Aim of the exercise |
Each line of the records below that contains "static" needs to be copied.

Task material |
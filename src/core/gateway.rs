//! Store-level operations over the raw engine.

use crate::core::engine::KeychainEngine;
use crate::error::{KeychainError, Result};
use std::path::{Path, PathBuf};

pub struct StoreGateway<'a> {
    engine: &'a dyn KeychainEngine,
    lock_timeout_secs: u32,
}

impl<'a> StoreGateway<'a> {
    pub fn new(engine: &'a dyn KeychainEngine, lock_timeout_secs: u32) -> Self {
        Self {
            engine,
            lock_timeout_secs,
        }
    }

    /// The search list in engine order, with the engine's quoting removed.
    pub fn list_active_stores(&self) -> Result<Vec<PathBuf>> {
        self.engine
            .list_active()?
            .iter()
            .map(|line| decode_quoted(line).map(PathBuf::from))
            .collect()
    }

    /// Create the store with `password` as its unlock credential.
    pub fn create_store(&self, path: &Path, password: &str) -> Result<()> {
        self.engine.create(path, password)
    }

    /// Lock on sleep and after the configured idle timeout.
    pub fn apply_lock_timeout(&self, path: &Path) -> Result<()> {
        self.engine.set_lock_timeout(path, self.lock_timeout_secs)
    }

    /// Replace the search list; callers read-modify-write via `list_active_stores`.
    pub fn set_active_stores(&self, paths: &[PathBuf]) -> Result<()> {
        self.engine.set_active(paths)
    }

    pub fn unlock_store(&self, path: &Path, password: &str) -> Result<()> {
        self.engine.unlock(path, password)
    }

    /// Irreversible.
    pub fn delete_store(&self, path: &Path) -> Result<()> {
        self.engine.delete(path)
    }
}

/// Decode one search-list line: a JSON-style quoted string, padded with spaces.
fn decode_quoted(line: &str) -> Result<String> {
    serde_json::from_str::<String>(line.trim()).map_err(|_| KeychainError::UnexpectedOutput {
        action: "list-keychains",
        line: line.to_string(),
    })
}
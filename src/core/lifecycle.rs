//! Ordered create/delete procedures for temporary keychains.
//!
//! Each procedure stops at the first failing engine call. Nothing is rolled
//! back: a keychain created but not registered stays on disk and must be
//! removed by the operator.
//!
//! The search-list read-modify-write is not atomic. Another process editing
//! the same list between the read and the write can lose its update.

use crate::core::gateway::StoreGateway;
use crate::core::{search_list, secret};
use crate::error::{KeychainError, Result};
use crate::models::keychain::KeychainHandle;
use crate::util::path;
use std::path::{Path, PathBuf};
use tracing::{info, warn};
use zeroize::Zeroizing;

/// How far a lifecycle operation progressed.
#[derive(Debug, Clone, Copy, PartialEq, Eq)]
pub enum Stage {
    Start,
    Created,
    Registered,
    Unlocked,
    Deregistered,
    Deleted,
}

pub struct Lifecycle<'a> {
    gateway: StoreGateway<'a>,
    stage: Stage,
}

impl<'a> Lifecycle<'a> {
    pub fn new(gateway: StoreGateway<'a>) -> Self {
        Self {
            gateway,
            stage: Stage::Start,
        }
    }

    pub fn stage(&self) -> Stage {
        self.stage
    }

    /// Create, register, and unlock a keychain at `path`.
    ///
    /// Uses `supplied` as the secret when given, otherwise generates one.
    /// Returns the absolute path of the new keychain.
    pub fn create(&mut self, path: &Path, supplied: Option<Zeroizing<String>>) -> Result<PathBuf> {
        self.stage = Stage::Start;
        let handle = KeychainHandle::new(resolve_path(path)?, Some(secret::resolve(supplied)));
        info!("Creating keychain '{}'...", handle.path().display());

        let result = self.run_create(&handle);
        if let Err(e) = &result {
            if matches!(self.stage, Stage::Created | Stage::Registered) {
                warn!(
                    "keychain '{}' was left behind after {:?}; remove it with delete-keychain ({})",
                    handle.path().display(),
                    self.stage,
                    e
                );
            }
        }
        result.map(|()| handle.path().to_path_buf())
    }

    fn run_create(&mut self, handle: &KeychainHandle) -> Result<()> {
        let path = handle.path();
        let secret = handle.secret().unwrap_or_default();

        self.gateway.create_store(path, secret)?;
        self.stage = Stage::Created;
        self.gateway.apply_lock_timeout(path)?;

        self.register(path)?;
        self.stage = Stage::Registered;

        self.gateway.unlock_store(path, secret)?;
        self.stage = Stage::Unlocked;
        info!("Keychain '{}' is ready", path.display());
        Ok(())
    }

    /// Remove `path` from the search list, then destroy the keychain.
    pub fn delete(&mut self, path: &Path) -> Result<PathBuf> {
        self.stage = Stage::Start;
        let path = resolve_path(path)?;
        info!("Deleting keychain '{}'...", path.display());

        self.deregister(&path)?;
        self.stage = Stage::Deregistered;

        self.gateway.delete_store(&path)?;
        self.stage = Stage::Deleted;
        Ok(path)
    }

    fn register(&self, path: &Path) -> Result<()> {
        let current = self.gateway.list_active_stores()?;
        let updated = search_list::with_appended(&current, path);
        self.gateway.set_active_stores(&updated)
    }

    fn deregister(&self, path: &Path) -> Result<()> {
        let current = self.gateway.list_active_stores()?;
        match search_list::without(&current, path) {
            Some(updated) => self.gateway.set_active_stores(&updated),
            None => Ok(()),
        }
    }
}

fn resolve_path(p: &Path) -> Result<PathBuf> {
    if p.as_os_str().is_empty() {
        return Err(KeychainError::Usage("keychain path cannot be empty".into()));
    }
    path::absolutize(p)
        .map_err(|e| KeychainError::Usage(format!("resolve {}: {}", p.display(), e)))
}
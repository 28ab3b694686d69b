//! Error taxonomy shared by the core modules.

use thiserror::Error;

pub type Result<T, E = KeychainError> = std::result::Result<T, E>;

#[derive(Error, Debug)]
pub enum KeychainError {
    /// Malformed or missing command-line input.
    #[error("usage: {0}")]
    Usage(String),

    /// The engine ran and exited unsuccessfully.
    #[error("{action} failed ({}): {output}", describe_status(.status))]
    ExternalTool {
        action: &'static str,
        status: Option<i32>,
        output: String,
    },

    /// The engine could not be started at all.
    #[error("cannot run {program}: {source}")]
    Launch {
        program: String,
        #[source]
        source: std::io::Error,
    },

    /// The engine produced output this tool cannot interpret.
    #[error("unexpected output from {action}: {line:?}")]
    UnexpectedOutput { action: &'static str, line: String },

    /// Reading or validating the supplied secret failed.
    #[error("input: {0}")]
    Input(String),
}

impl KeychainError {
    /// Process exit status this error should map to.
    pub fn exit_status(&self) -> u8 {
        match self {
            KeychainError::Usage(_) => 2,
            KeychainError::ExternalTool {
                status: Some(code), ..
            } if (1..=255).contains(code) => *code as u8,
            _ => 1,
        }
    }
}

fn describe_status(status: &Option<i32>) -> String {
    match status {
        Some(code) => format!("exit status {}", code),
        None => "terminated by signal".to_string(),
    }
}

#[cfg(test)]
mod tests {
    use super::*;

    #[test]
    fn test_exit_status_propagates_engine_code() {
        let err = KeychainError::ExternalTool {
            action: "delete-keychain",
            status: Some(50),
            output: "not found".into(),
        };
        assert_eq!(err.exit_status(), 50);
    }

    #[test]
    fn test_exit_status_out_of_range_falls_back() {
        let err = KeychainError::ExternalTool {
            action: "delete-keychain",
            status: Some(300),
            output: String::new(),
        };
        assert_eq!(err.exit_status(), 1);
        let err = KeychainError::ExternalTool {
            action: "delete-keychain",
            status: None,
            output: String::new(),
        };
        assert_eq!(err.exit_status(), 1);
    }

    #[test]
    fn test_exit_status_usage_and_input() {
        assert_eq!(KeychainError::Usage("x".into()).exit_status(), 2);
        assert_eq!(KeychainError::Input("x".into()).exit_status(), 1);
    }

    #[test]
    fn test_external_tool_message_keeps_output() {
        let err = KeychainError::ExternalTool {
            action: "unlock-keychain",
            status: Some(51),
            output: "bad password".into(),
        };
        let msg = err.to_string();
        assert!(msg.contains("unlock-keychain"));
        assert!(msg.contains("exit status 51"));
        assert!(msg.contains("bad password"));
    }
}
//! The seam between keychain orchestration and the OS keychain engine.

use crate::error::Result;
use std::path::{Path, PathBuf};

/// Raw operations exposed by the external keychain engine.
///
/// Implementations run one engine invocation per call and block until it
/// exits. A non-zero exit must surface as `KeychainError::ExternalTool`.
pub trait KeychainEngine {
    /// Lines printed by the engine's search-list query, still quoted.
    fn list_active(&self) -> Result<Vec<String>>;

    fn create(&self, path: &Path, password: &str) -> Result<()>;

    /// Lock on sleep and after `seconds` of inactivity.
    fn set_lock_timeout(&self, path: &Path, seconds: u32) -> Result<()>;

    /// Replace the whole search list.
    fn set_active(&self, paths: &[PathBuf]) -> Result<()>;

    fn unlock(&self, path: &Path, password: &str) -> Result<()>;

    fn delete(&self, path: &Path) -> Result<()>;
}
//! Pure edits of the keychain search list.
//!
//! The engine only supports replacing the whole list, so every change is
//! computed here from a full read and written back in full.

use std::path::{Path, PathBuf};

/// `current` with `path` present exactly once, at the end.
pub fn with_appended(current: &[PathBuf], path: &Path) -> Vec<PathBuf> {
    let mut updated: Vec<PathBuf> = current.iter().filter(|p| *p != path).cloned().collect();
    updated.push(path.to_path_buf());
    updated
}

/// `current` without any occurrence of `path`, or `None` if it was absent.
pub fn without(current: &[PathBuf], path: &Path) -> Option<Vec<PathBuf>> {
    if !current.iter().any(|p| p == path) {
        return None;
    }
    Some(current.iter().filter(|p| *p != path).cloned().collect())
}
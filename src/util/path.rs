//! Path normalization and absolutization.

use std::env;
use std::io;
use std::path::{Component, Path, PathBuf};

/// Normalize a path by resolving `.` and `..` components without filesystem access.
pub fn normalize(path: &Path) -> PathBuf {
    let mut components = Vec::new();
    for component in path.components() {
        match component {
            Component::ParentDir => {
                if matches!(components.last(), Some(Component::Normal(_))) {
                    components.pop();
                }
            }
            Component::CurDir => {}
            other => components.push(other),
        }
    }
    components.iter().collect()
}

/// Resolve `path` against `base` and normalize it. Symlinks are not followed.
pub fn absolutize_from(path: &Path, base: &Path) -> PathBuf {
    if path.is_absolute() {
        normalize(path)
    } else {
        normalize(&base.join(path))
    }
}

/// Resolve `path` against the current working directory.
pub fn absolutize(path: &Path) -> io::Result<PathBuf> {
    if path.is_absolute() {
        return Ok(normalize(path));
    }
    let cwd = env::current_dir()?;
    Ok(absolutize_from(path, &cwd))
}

Exercise solution |
        action: &'static str,
    UnexpectedOutput { action: &'static str, line: String },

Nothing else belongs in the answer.